Supplied data:
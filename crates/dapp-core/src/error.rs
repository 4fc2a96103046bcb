use rust_decimal::Decimal;
use thiserror::Error;

/// Input rejected before any collaborator is called.
///
/// The `Display` text is the reason shown to the user.
#[derive(Debug, Clone, PartialEq, Eq, Error)]
pub enum ValidationError {
    #[error("connect wallet first")]
    NotConnected,

    #[error("enter a receiver address")]
    MissingDestination,

    #[error("invalid receiver address")]
    InvalidDestination,

    #[error("enter a valid amount")]
    InvalidAmount,

    #[error("amount has more than {decimals} decimal places")]
    ExcessPrecision { decimals: u32 },

    #[error("maximum {ceiling} per request")]
    AboveAirdropCeiling { ceiling: Decimal },

    #[error("airdrops are not available on {cluster}")]
    AirdropUnavailable { cluster: String },

    #[error("wallet does not support message signing")]
    SigningUnsupported,

    #[error("enter a message to sign")]
    EmptyMessage,
}

/// Failure reported by an external collaborator (RPC node, faucet, wallet).
///
/// The message is passed through verbatim; nothing is retried.
#[derive(Debug, Clone, PartialEq, Eq, Error)]
#[error("{message}")]
pub struct TransportError {
    message: String,
}

impl TransportError {
    pub fn new(message: impl Into<String>) -> Self {
        Self {
            message: message.into(),
        }
    }

    pub fn message(&self) -> &str {
        &self.message
    }
}

/// Everything that can stop a workflow.
#[derive(Debug, Clone, PartialEq, Eq, Error)]
pub enum WorkflowError {
    #[error(transparent)]
    Validation(#[from] ValidationError),

    #[error(transparent)]
    Transport(#[from] TransportError),

    /// The signer returned bytes that do not verify against the account.
    #[error("signature invalid")]
    Integrity,
}

impl WorkflowError {
    /// Short category name used in log fields.
    pub fn kind(&self) -> &'static str {
        match self {
            WorkflowError::Validation(_) => "validation",
            WorkflowError::Transport(_) => "transport",
            WorkflowError::Integrity => "integrity",
        }
    }
}

/// Configuration could not be loaded.
#[derive(Debug, Error)]
pub enum ConfigError {
    #[error("invalid config JSON: {0}")]
    Json(#[from] serde_json::Error),

    #[error("invalid RPC url: {0}")]
    Url(#[from] url::ParseError),
}

#[cfg(test)]
mod tests {
    use super::*;

    #[test]
    fn validation_reasons_are_user_facing() {
        assert_eq!(ValidationError::NotConnected.to_string(), "connect wallet first");
        assert_eq!(
            ValidationError::InvalidDestination.to_string(),
            "invalid receiver address"
        );
        assert_eq!(
            ValidationError::AboveAirdropCeiling {
                ceiling: Decimal::from(5)
            }
            .to_string(),
            "maximum 5 per request"
        );
        assert_eq!(
            ValidationError::ExcessPrecision { decimals: 9 }.to_string(),
            "amount has more than 9 decimal places"
        );
    }

    #[test]
    fn transport_error_is_verbatim() {
        let err = TransportError::new("429 Too Many Requests: airdrop limit reached");
        assert_eq!(err.to_string(), "429 Too Many Requests: airdrop limit reached");
        assert_eq!(err.message(), "429 Too Many Requests: airdrop limit reached");
    }

    #[test]
    fn workflow_error_is_transparent() {
        let err: WorkflowError = ValidationError::EmptyMessage.into();
        assert_eq!(err.to_string(), "enter a message to sign");
        assert_eq!(err.kind(), "validation");

        let err: WorkflowError = TransportError::new("User rejected the request.").into();
        assert_eq!(err.to_string(), "User rejected the request.");
        assert_eq!(err.kind(), "transport");

        assert_eq!(WorkflowError::Integrity.to_string(), "signature invalid");
    }
}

Your instructions: Reproduce the records exactly as they appear.

Reply:
filename crates/dapp-core/src/error.rs
repository 4fc2a96103046bcb
use rust_decimal::Decimal;
use thiserror::Error;

/// Input rejected before any collaborator is called.
///
/// The `Display` text is the reason shown to the user.
#[derive(Debug, Clone, PartialEq, Eq, Error)]
pub enum ValidationError {
    #[error("connect wallet first")]
    NotConnected,

    #[error("enter a receiver address")]
    MissingDestination,

    #[error("invalid receiver address")]
    InvalidDestination,

    #[error("enter a valid amount")]
    InvalidAmount,

    #[error("amount has more than {decimals} decimal places")]
    ExcessPrecision { decimals: u32 },

    #[error("maximum {ceiling} per request")]
    AboveAirdropCeiling { ceiling: Decimal },

    #[error("airdrops are not available on {cluster}")]
    AirdropUnavailable { cluster: String },

    #[error("wallet does not support message signing")]
    SigningUnsupported,

    #[error("enter a message to sign")]
    EmptyMessage,
}

/// Failure reported by an external collaborator (RPC node, faucet, wallet).
///
/// The message is passed through verbatim; nothing is retried.
#[derive(Debug, Clone, PartialEq, Eq, Error)]
#[error("{message}")]
pub struct TransportError {
    message: String,
}

impl TransportError {
    pub fn new(message: impl Into<String>) -> Self {
        Self {
            message: message.into(),
        }
    }

    pub fn message(&self) -> &str {
        &self.message
    }
}

/// Everything that can stop a workflow.
#[derive(Debug, Clone, PartialEq, Eq, Error)]
pub enum WorkflowError {
    #[error(transparent)]
    Validation(#[from] ValidationError),

    #[error(transparent)]
    Transport(#[from] TransportError),

    /// The signer returned bytes that do not verify against the account.
    #[error("signature invalid")]
    Integrity,
}

impl WorkflowError {
    /// Short category name used in log fields.
    pub fn kind(&self) -> &'static str {
        match self {
            WorkflowError::Validation(_) => "validation",
            WorkflowError::Transport(_) => "transport",
            WorkflowError::Integrity => "integrity",
        }
    }
}

/// Configuration could not be loaded.
#[derive(Debug, Error)]
pub enum ConfigError {
    #[error("invalid config JSON: {0}")]
    Json(#[from] serde_json::Error),

    #[error("invalid RPC url: {0}")]
    Url(#[from] url::ParseError),
}

#[cfg(test)]
mod tests {
    use super::*;

    #[test]
    fn validation_reasons_are_user_facing() {
        assert_eq!(ValidationError::NotConnected.to_string(), "connect wallet first");
        assert_eq!(
            ValidationError::InvalidDestination.to_string(),
            "invalid receiver address"
        );
        assert_eq!(
            ValidationError::AboveAirdropCeiling {
                ceiling: Decimal::from(5)
            }
            .to_string(),
            "maximum 5 per request"
        );
        assert_eq!(
            ValidationError::ExcessPrecision { decimals: 9 }.to_string(),
            "amount has more than 9 decimal places"
        );
    }

    #[test]
    fn transport_error_is_verbatim() {
        let err = TransportError::new("429 Too Many Requests: airdrop limit reached");
        assert_eq!(err.to_string(), "429 Too Many Requests: airdrop limit reached");
        assert_eq!(err.message(), "429 Too Many Requests: airdrop limit reached");
    }

    #[test]
    fn workflow_error_is_transparent() {
        let err: WorkflowError = ValidationError::EmptyMessage.into();
        assert_eq!(err.to_string(), "enter a message to sign");
        assert_eq!(err.kind(), "validation");

        let err: WorkflowError = TransportError::new("User rejected the request.").into();
        assert_eq!(err.to_string(), "User rejected the request.");
        assert_eq!(err.kind(), "transport");

        assert_eq!(WorkflowError::Integrity.to_string(), "signature invalid");
    }
}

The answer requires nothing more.